Another thing learned while walking through the facility is the new operators discovered something long abandoned by the NJSEA, it's called paint. Painting has occurred throughout the facility to spruce things up. Remember, everything is perception and if you have a run down facility what kind of image do you think it is going to present?
Over in Paddock Park, there was some entertainment at Kahuna Wedge; activities during the night. including a visit by Eric Abbatiello to sign photos of himself and to assist in constructing a Pick 4 ticket. Over by the track itself there were some activities, including a t-shirt toss and a contest where you buy a rubber horse (for charity) and attempt to throw it in the car for a chance to win a $100 betting voucher and any entry a drawing for a new car at the end of the meet. Basically, they try to engage the whole family when you come to the track.

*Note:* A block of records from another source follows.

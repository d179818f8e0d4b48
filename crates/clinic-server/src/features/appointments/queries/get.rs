//! Get appointment query

use std::sync::Arc;

use mediator::Request;
use serde::{Deserialize, Serialize};

use crate::db::{AppointmentStore, StoreError};
use crate::models::AppointmentView;

#[derive(Debug, Clone, Serialize, Deserialize)]
pub struct GetAppointmentQuery {
    /// External id assigned by the store
    pub id: i64,
}

#[derive(Debug, thiserror::Error)]
pub enum GetAppointmentError {
    #[error("No appointment found")]
    NotFound,

    #[error("Database error: {0}")]
    Store(#[from] StoreError),
}

impl Request<Result<AppointmentView, GetAppointmentError>> for GetAppointmentQuery {}

#[tracing::instrument(skip(store), fields(id = query.id))]
pub async fn handle(
    store: Arc<dyn AppointmentStore>,
    query: GetAppointmentQuery,
) -> Result<AppointmentView, GetAppointmentError> {
    store
        .find_by_id(query.id)
        .await?
        .map(AppointmentView::from)
        .ok_or(GetAppointmentError::NotFound)
}

#[cfg(test)]
mod tests {
    use super::*;
    use crate::db::memory::InMemoryAppointmentStore;
    use crate::models::AppointmentCandidate;

    #[tokio::test]
    async fn test_get_existing() {
        let store = Arc::new(InMemoryAppointmentStore::new());
        store
            .insert_if_absent(&[AppointmentCandidate {
                patient_id: 5,
                doctor: "Dr Grey".to_string(),
                appointment_date: "2024-02-29T12:00".to_string(),
                reason: "Consult".to_string(),
            }])
            .await
            .unwrap();

        let view = handle(store, GetAppointmentQuery { id: 1 }).await.unwrap();
        assert_eq!(view.doctor, "Dr Grey");
        assert_eq!(view.appointment_date, "2024-02-29T12:00");
    }

    #[tokio::test]
    async fn test_missing_is_not_found() {
        let store = Arc::new(InMemoryAppointmentStore::new());
        let err = handle(store, GetAppointmentQuery { id: 999 }).await.unwrap_err();
        assert!(matches!(err, GetAppointmentError::NotFound));
        assert_eq!(err.to_string(), "No appointment found");
    }
}
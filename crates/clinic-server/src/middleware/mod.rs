//! HTTP middleware: CORS and request tracing

use axum::http::{header, Method};
use std::time::Duration;
use tower_http::{
    cors::{Any, CorsLayer},
    trace::{DefaultMakeSpan, DefaultOnResponse, TraceLayer},
};
use tracing::Level;

use crate::config::CorsConfig;

/// Create CORS layer from configuration
pub fn cors_layer(config: &CorsConfig) -> CorsLayer {
    let mut cors = CorsLayer::new()
        .allow_methods([Method::GET, Method::POST, Method::OPTIONS])
        .allow_headers([
            header::ACCEPT,
            header::ACCEPT_LANGUAGE,
            header::CONTENT_LANGUAGE,
            header::CONTENT_TYPE,
        ])
        .max_age(Duration::from_secs(3600));

    // Configure origins
    let wildcard =
        config.allowed_origins.is_empty() || config.allowed_origins.iter().any(|o| o == "*");
    if wildcard {
        cors = cors.allow_origin(Any);
    } else {
        let origins: Vec<_> = config
            .allowed_origins
            .iter()
            .filter_map(|origin| origin.parse().ok())
            .collect();
        cors = cors.allow_origin(origins);
    }

    // Credentials cannot be combined with a wildcard origin
    if config.allow_credentials && !wildcard {
        cors = cors.allow_credentials(true);
    }

    cors
}

/// Create tracing/logging layer
pub fn tracing_layer(
) -> TraceLayer<tower_http::classify::SharedClassifier<tower_http::classify::ServerErrorsAsFailures>>
{
    TraceLayer::new_for_http()
        .make_span_with(DefaultMakeSpan::new().level(Level::INFO))
        .on_response(
            DefaultOnResponse::new()
                .level(Level::INFO)
                .latency_unit(tower_http::LatencyUnit::Micros),
        )
}
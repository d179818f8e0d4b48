//! Job scheduler
//!
//! Runs the apalis monitor for the ingestion workers on whichever
//! [`JobSource`] the service was started with.
//!
//! - PostgreSQL: `apalis-postgres` fetches, locks, acknowledges and re-fetches
//!   failed jobs while `attempts < max_attempts`. Orphaned jobs are
//!   re-enqueued after the lease timeout.
//! - Memory: failed deliveries are retried in place by apalis's
//!   [`RetryPolicy`], bounded by the budget each task carries in its
//!   `RetryConfig`, and outcomes are written to the channel's ledger.

use apalis::layers::retry::RetryPolicy;
use apalis::prelude::*;
use tokio::task::JoinHandle;
use tokio_util::sync::CancellationToken;
use tracing::{error, info};

use super::config::IngestConfig;
use super::dispatcher::JobDispatcher;
use super::queue::JobSource;
use super::worker::{is_retryable, process_appointments_file, WORKER_NAME};

pub struct JobScheduler {
    config: IngestConfig,
    dispatcher: JobDispatcher,
}

impl JobScheduler {
    pub fn new(config: IngestConfig, dispatcher: JobDispatcher) -> Self {
        Self { config, dispatcher }
    }

    /// Start the workers.
    ///
    /// The returned handle resolves after `shutdown` is cancelled and the
    /// monitor has let in-flight jobs finish.
    pub fn start(self, source: JobSource, shutdown: CancellationToken) -> JoinHandle<()> {
        info!(
            backend = source.backend_name(),
            workers = self.config.worker_concurrency,
            poll_interval_ms = self.config.poll_interval_ms,
            max_attempts = self.config.max_attempts,
            "Starting job scheduler"
        );

        let concurrency = self.config.worker_concurrency;
        let fallback_retries = usize::try_from(self.config.max_attempts - 1).unwrap_or(0);
        let dispatcher = self.dispatcher;

        let monitor = match source {
            JobSource::Postgres(storage) => Monitor::new().register(move |_index| {
                WorkerBuilder::new(WORKER_NAME)
                    .backend(storage.clone())
                    .data(dispatcher.clone())
                    .concurrency(concurrency)
                    .build(process_appointments_file)
            }),
            JobSource::Memory(channel) => Monitor::new().register(move |_index| {
                WorkerBuilder::new(WORKER_NAME)
                    .backend(channel.storage())
                    .data(dispatcher.clone())
                    .concurrency(concurrency)
                    .retry(
                        RetryPolicy::retries(fallback_retries)
                            .retry_if(is_retryable)
                            .from_task_config(),
                    )
                    .ack_with(channel.ack())
                    .build(process_appointments_file)
            }),
        };

        tokio::spawn(async move {
            info!("Job worker started");
            let signal = async move {
                shutdown.cancelled().await;
                Ok::<(), std::io::Error>(())
            };
            if let Err(e) = monitor.run_with_signal(signal).await {
                error!(error = %e, "Job worker error");
            }
            info!("Job scheduler stopped");
        })
    }
}
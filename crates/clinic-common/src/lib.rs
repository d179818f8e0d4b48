//! Clinic Common Library
#![deny(clippy::unwrap_used, clippy::expect_used)]
//!
//! Shared pieces used by every workspace member:
//!
//! - **Error Handling**: the crate-wide [`ClinicError`] and its `Result` alias
//! - **Logging**: subscriber setup driven by `LOG_*` environment variables
//!
//! # Example
//!
//! ```no_run
//! use clinic_common::logging::{init_logging, LogConfig};
//!
//! fn main() -> anyhow::Result<()> {
//!     let _guard = init_logging(&LogConfig::from_env()?)?;
//!     tracing::info!("ready");
//!     Ok(())
//! }
//! ```

pub mod error;
pub mod logging;

pub use error::{ClinicError, Result};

The key is going to be getting people out to the track to see the changes. Many people, having been turned off by the old facility and a decade of neglect may not be coming out to the track so quickly. People who show up only for the Hambletonian will no doubt be pleased with the changes, but unfortunately, that isn't until the end of the meet approaches. If people can be induced to come to the track, they will be impressed and hopefully become repeat customers. It may not be until the new grandstand opens and the curious decide to check things out that attendance will improve greatly.
All I can say is for those who live close enough to the Meadowlands, you should make a visit should come out to the track. You will be pleasantly surprised.